[WHAT IS REQUIRED] Beginning with the very first line, please reproduce the entries exactly through the line containing "use lattice_consensus::ElectionBehavior;".

Collected data
■ ■ ■ ■ ■

//! Prometheus metrics for the node.
//!
//! [`NodeMetrics`] owns a dedicated [`Registry`]. The housekeeping loop
//! refreshes the gauges; [`serve_metrics`] exposes the registry in the
//! Prometheus text format on `/metrics`.

use axum::extract::State;
use axum::http::{header, StatusCode};
use axum::response::{IntoResponse, Response};
use axum::routing::get;
use axum::Router;
use lattice_consensus::ElectionBehavior;
use lattice_types::Amount;
use prometheus::{
    register_int_counter_with_registry, register_int_gauge_vec_with_registry,
    register_int_gauge_with_registry, Encoder, IntCounter, IntGauge, IntGaugeVec, Opts, Registry,
    TextEncoder,
};
use std::sync::Arc;
use tracing::info;

use crate::shutdown::StopSignal;
use crate::NodeError;

/// Point-in-time values the housekeeping loop publishes.
#[derive(Clone, Debug, Default, PartialEq, Eq)]
pub struct GaugeSnapshot {
    pub active_by_behavior: Vec<(ElectionBehavior, usize)>,
    pub online_weight: Amount,
    pub trended_weight: Amount,
    pub vote_cache_size: usize,
    pub bucket_backlog: usize,
}

pub struct NodeMetrics {
    pub registry: Registry,

    // ── Counters ────────────────────────────────────────────────────────
    pub elections_confirmed: IntCounter,
    pub elections_expired: IntCounter,
    pub votes_received: IntCounter,
    pub votes_invalid: IntCounter,

    // ── Gauges ──────────────────────────────────────────────────────────
    /// Running elections, labelled by behavior.
    pub active_elections: IntGaugeVec,
    /// In whole nano.
    pub online_weight: IntGauge,
    /// In whole nano.
    pub trended_weight: IntGauge,
    pub vote_cache_size: IntGauge,
    pub bucket_backlog: IntGauge,
}

impl NodeMetrics {
    pub fn new() -> Result<Self, prometheus::Error> {
        let registry = Registry::new();

        let elections_confirmed = register_int_counter_with_registry!(
            Opts::new(
                "lattice_elections_confirmed_total",
                "Elections that reached quorum or were force confirmed"
            ),
            registry
        )?;
        let elections_expired = register_int_counter_with_registry!(
            Opts::new(
                "lattice_elections_expired_total",
                "Elections that timed out without quorum"
            ),
            registry
        )?;
        let votes_received = register_int_counter_with_registry!(
            Opts::new("lattice_votes_received_total", "Votes delivered to the node"),
            registry
        )?;
        let votes_invalid = register_int_counter_with_registry!(
            Opts::new(
                "lattice_votes_invalid_total",
                "Votes rejected for a bad signature"
            ),
            registry
        )?;

        let active_elections = register_int_gauge_vec_with_registry!(
            Opts::new("lattice_active_elections", "Running elections"),
            &["behavior"],
            registry
        )?;
        let online_weight = register_int_gauge_with_registry!(
            Opts::new(
                "lattice_online_weight_nano",
                "Weight of representatives seen voting recently"
            ),
            registry
        )?;
        let trended_weight = register_int_gauge_with_registry!(
            Opts::new(
                "lattice_trended_weight_nano",
                "Trended online weight the quorum is computed from"
            ),
            registry
        )?;
        let vote_cache_size = register_int_gauge_with_registry!(
            Opts::new("lattice_vote_cache_size", "Hashes with cached votes"),
            registry
        )?;
        let bucket_backlog = register_int_gauge_with_registry!(
            Opts::new(
                "lattice_bucket_backlog",
                "Blocks waiting in the priority buckets"
            ),
            registry
        )?;

        Ok(Self {
            registry,
            elections_confirmed,
            elections_expired,
            votes_received,
            votes_invalid,
            active_elections,
            online_weight,
            trended_weight,
            vote_cache_size,
            bucket_backlog,
        })
    }

    pub fn update(&self, snapshot: &GaugeSnapshot) {
        for (behavior, count) in &snapshot.active_by_behavior {
            self.active_elections
                .with_label_values(&[behavior.as_str()])
                .set(saturating_i64(*count as u128));
        }
        self.online_weight
            .set(saturating_i64(snapshot.online_weight.to_nano()));
        self.trended_weight
            .set(saturating_i64(snapshot.trended_weight.to_nano()));
        self.vote_cache_size
            .set(saturating_i64(snapshot.vote_cache_size as u128));
        self.bucket_backlog
            .set(saturating_i64(snapshot.bucket_backlog as u128));
    }

    /// Render every metric in the Prometheus text exposition format.
    pub fn encode(&self) -> Result<String, NodeError> {
        let mut buffer = Vec::new();
        TextEncoder::new().encode(&self.registry.gather(), &mut buffer)?;
        String::from_utf8(buffer).map_err(|e| NodeError::Other(e.to_string()))
    }
}

fn saturating_i64(value: u128) -> i64 {
    i64::try_from(value).unwrap_or(i64::MAX)
}

/// Serve `/metrics` on `port` until a shutdown signal arrives.
pub async fn serve_metrics(
    metrics: Arc<NodeMetrics>,
    port: u16,
    mut stop: StopSignal,
) -> Result<(), NodeError> {
    let app = Router::new()
        .route("/metrics", get(metrics_handler))
        .with_state(metrics);

    let addr = format!("0.0.0.0:{port}");
    let listener = tokio::net::TcpListener::bind(&addr).await?;
    info!(%addr, "metrics endpoint listening");
    axum::serve(listener, app)
        .with_graceful_shutdown(async move {
            stop.wait().await;
        })
        .await?;
    Ok(())
}

async fn metrics_handler(State(metrics): State<Arc<NodeMetrics>>) -> Response {
    match metrics.encode() {
        Ok(body) => (
            StatusCode::OK,
            [(header::CONTENT_TYPE, "text/plain; version=0.0.4")],
            body,
        )
            .into_response(),
        Err(e) => (StatusCode::INTERNAL_SERVER_ERROR, e.to_string()).into_response(),
    }
}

■ ■ ■ ■ ■

[ANSWER BOX]
//! Prometheus metrics for the node.
//!
//! [`NodeMetrics`] owns a dedicated [`Registry`]. The housekeeping loop
//! refreshes the gauges; [`serve_metrics`] exposes the registry in the
//! Prometheus text format on `/metrics`.

use axum::extract::State;
use axum::http::{header, StatusCode};
use axum::response::{IntoResponse, Response};
use axum::routing::get;
use axum::Router;
use lattice_consensus::ElectionBehavior;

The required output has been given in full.